Grendel's Darkness 12th Grade
Smother light, and the world becomes perfect. The sun cedes no mercy; it shines upon everything and everyone, unflinchingly exposing the flaws of humanity. Night on the other hand does not judge; it does not discern the beautiful from the ugly, the corrupt from the pure. Grendel by John Gardner is a presentation of the dark, the misunderstood, and the ugly, speaking always for itself, urging empathy for its pain, and claiming some rightful place in the shaping of whatever is real. Or perhaps human.

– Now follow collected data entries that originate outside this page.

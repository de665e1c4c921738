// Copyright (c) 2026 100monkeys.ai
// SPDX-License-Identifier: AGPL-3.0

//! JSON-file task registry
//!
//! Implements [`TaskRegistry`] over an in-memory `Vec` guarded by a
//! `parking_lot::RwLock`, persisted as one JSON array per registry.
//!
//! # Write path
//!
//! 1. Validate and mutate the list under the write lock.
//! 2. Release it, take the file lock, snapshot the list under a read lock.
//! 3. Serialize the snapshot to `<file>.tmp` and rename it over `<file>`.
//!
//! The file lock orders writers so an older snapshot never lands after a newer
//! one; readers are never blocked by disk I/O.

use parking_lot::{Mutex, RwLock};
use std::fs;
use std::path::{Path, PathBuf};
use std::sync::atomic::{AtomicBool, Ordering};
use tracing::{debug, error, info, warn};

use crate::domain::record::TaskRecord;
use crate::domain::repository::{RegistryError, TaskRegistry};
use crate::domain::task::LifecycleStatus;

pub struct JsonTaskRegistry<R: TaskRecord> {
    path: PathBuf,
    records: RwLock<Vec<R>>,
    file_lock: Mutex<()>,
    stopped: AtomicBool,
}

impl<R: TaskRecord> JsonTaskRegistry<R> {
    /// Open the registry at `path`, loading whatever the file holds.
    pub fn new(path: impl Into<PathBuf>) -> Self {
        let path = path.into();
        let records = load_records::<R>(&path);
        info!(
            kind = %R::KIND,
            path = %path.display(),
            count = records.len(),
            "Loaded task registry"
        );
        Self {
            path,
            records: RwLock::new(records),
            file_lock: Mutex::new(()),
            stopped: AtomicBool::new(false),
        }
    }

    pub fn path(&self) -> &Path {
        &self.path
    }

    pub fn len(&self) -> usize {
        self.records.read().len()
    }

    pub fn is_empty(&self) -> bool {
        self.records.read().is_empty()
    }

    fn persist(&self) -> Result<(), RegistryError> {
        if self.stopped.load(Ordering::SeqCst) {
            warn!(kind = %R::KIND, "Registry stopped; change kept in memory only");
            return Ok(());
        }
        self.write_snapshot()
    }

    fn write_snapshot(&self) -> Result<(), RegistryError> {
        let _guard = self.file_lock.lock();
        let snapshot = self.records.read().clone();
        let json = serde_json::to_vec_pretty(&snapshot)?;
        write_atomically(&self.path, &json).map_err(|e| RegistryError::Persistence {
            path: self.path.display().to_string(),
            reason: e.to_string(),
        })?;
        debug!(kind = %R::KIND, count = snapshot.len(), "Persisted task registry");
        Ok(())
    }
}

impl<R: TaskRecord> TaskRegistry<R> for JsonTaskRegistry<R> {
    fn add(&self, record: R) -> Result<(), RegistryError> {
        {
            let mut records = self.records.write();
            if records.iter().any(|r| r.id() == record.id()) {
                return Err(RegistryError::DuplicateId(record.id().to_string()));
            }
            records.push(record);
        }
        self.persist()
    }

    fn remove(&self, id: &str) -> Result<bool, RegistryError> {
        let removed = {
            let mut records = self.records.write();
            let before = records.len();
            records.retain(|r| r.id() != id);
            records.len() != before
        };
        if removed {
            self.persist()?;
        }
        Ok(removed)
    }

    fn find(&self, id: &str) -> Option<R> {
        self.records.read().iter().find(|r| r.id() == id).cloned()
    }

    fn list(&self) -> Vec<R> {
        self.records.read().clone()
    }

    fn update(&self, record: R) -> Result<(), RegistryError> {
        {
            let mut records = self.records.write();
            let slot = records
                .iter_mut()
                .find(|r| r.id() == record.id())
                .ok_or_else(|| RegistryError::NotFound(record.id().to_string()))?;
            *slot = record;
        }
        self.persist()
    }

    fn compare_and_update(&self, expected: R::Status, record: R) -> Result<(), RegistryError> {
        {
            let mut records = self.records.write();
            let slot = records
                .iter_mut()
                .find(|r| r.id() == record.id())
                .ok_or_else(|| RegistryError::NotFound(record.id().to_string()))?;
            let current = slot.status();
            if current != expected {
                return Err(RegistryError::Conflict {
                    id: record.id().to_string(),
                    current: current.code(),
                });
            }
            *slot = record;
        }
        self.persist()
    }

    fn flush(&self) -> Result<(), RegistryError> {
        self.write_snapshot()
    }

    fn stop(&self) -> Result<(), RegistryError> {
        if self.stopped.swap(true, Ordering::SeqCst) {
            return Ok(());
        }
        let result = self.write_snapshot();
        info!(kind = %R::KIND, "Task registry stopped");
        result
    }
}

/// Missing, empty or corrupt files all yield an empty list.
fn load_records<R: TaskRecord>(path: &Path) -> Vec<R> {
    let data = match fs::read(path) {
        Ok(data) => data,
        Err(e) if e.kind() == std::io::ErrorKind::NotFound => return Vec::new(),
        Err(e) => {
            error!(path = %path.display(), error = %e, "Failed to read task registry");
            return Vec::new();
        }
    };
    if data.iter().all(|b| b.is_ascii_whitespace()) {
        return Vec::new();
    }
    match serde_json::from_slice(&data) {
        Ok(records) => records,
        Err(e) => {
            error!(
                path = %path.display(),
                error = %e,
                "Task registry file is corrupt; starting empty"
            );
            Vec::new()
        }
    }
}

fn write_atomically(path: &Path, data: &[u8]) -> std::io::Result<()> {
    if let Some(parent) = path.parent() {
        fs::create_dir_all(parent)?;
    }
    let mut tmp = path.as_os_str().to_owned();
    tmp.push(".tmp");
    let tmp = PathBuf::from(tmp);
    fs::write(&tmp, data)?;
    fs::rename(&tmp, path)
}

#[cfg(test)]
mod tests {
    use super::*;
    use crate::domain::messages::{DeployRequest, TrainTaskRequest};
    use crate::domain::record::{DeployServiceRecord, TrainingTaskRecord};
    use crate::domain::task::JobStatus;

    fn record(id: &str) -> TrainingTaskRecord {
        TrainingTaskRecord::from_request(TrainTaskRequest {
            task_id: id.to_string(),
            ..Default::default()
        })
    }

    #[test]
    fn duplicate_add_leaves_registry_unchanged() {
        let dir = tempfile::tempdir().unwrap();
        let path = dir.path().join("training.json");
        let registry = JsonTaskRegistry::new(&path);
        registry.add(record("1")).unwrap();
        let written = fs::read(&path).unwrap();

        let err = registry.add(record("1")).unwrap_err();
        assert!(matches!(err, RegistryError::DuplicateId(ref id) if id == "1"));
        assert_eq!(registry.len(), 1);
        assert_eq!(fs::read(&path).unwrap(), written);
    }

    #[test]
    fn duplicate_service_reports_already_exists() {
        let dir = tempfile::tempdir().unwrap();
        let registry = JsonTaskRegistry::new(dir.path().join("deploy.json"));
        let svc = || {
            DeployServiceRecord::from_request(DeployRequest {
                service_id: "svc1".to_string(),
                ..Default::default()
            })
        };
        registry.add(svc()).unwrap();

        let err = registry.add(svc()).unwrap_err();
        assert!(err.to_string().contains("already exists"));
        assert_eq!(registry.list().len(), 1);
    }

    #[test]
    fn removing_absent_id_writes_nothing() {
        let dir = tempfile::tempdir().unwrap();
        let path = dir.path().join("training.json");
        let registry = JsonTaskRegistry::<TrainingTaskRecord>::new(&path);

        assert!(!registry.remove("ghost").unwrap());
        assert!(!path.exists());
    }

    #[test]
    fn records_survive_reload() {
        let dir = tempfile::tempdir().unwrap();
        let path = dir.path().join("training.json");
        let registry = JsonTaskRegistry::new(&path);
        registry.add(record("1")).unwrap();
        registry.add(record("2")).unwrap();
        assert!(registry.remove("1").unwrap());

        let reloaded = JsonTaskRegistry::<TrainingTaskRecord>::new(&path);
        let ids: Vec<String> = reloaded.list().iter().map(|r| r.id().to_string()).collect();
        assert_eq!(ids, vec!["2"]);
    }

    #[test]
    fn compare_and_update_rejects_stale_status() {
        let dir = tempfile::tempdir().unwrap();
        let registry = JsonTaskRegistry::new(dir.path().join("training.json"));
        let mut stored = record("1");
        stored.set_status(JobStatus::Running);
        registry.add(stored.clone()).unwrap();

        let mut finished = stored.clone();
        finished.set_status(JobStatus::Succeeded);
        registry.compare_and_update(JobStatus::Running, finished).unwrap();

        let mut stale = stored;
        stale.set_status(JobStatus::Failed);
        let err = registry.compare_and_update(JobStatus::Running, stale).unwrap_err();
        assert!(matches!(err, RegistryError::Conflict { current: 10, .. }));
        assert_eq!(registry.find("1").unwrap().status(), JobStatus::Succeeded);
    }

    #[test]
    fn corrupt_file_loads_as_empty() {
        let dir = tempfile::tempdir().unwrap();
        let path = dir.path().join("training.json");
        fs::write(&path, b"{not json").unwrap();
        let registry = JsonTaskRegistry::<TrainingTaskRecord>::new(&path);
        assert!(registry.is_empty());
    }

    #[test]
    fn empty_file_loads_as_empty() {
        let dir = tempfile::tempdir().unwrap();
        let path = dir.path().join("training.json");
        fs::write(&path, b"  \n").unwrap();
        assert!(JsonTaskRegistry::<TrainingTaskRecord>::new(&path).is_empty());
    }

    #[test]
    fn update_unknown_id_is_not_found() {
        let dir = tempfile::tempdir().unwrap();
        let registry = JsonTaskRegistry::new(dir.path().join("training.json"));
        let err = registry.update(record("missing")).unwrap_err();
        assert!(matches!(err, RegistryError::NotFound(id) if id == "missing"));
    }

    #[test]
    fn found_records_are_copies() {
        let dir = tempfile::tempdir().unwrap();
        let registry = JsonTaskRegistry::new(dir.path().join("training.json"));
        registry.add(record("1")).unwrap();

        let mut copy = registry.find("1").unwrap();
        copy.set_status(JobStatus::Failed);
        assert_eq!(registry.find("1").unwrap().status(), JobStatus::Unstart);
    }

    #[test]
    fn no_temp_file_left_behind() {
        let dir = tempfile::tempdir().unwrap();
        let path = dir.path().join("nested").join("training.json");
        let registry = JsonTaskRegistry::new(&path);
        registry.add(record("1")).unwrap();
        assert!(path.exists());
        assert!(!dir.path().join("nested").join("training.json.tmp").exists());
    }

    #[test]
    fn stopped_registry_keeps_changes_in_memory_only() {
        let dir = tempfile::tempdir().unwrap();
        let path = dir.path().join("training.json");
        let registry = JsonTaskRegistry::new(&path);
        registry.add(record("1")).unwrap();
        registry.stop().unwrap();
        registry.add(record("2")).unwrap();

        assert_eq!(registry.len(), 2);
        let reloaded = JsonTaskRegistry::<TrainingTaskRecord>::new(&path);
        assert_eq!(reloaded.len(), 1);
    }
}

Light in humanity corrupts reality, adopting evil as a false connotation for darkness, undeterred by the pain it causes. Artists, such as the Shaper, “stare strange-eyed at the mindless world and turn dry sticks to gold” (Gardner 48). They set the darkest of places ablaze, and enliven the inanimate. Instead of seeing the world in all its ugliness, they choose to morph it in their eyes to form a dazzling image, an illusion far from reality. As Grendel watches and listens to the shaper, he sees the lies and the corruption, and knows that “all he said was ridiculous, not light for their darkness but flattery, illusion, a vortex pulling them from sunlight to heat…” (Gardner 48). Grendel knows the light to be false, yet even he cannot...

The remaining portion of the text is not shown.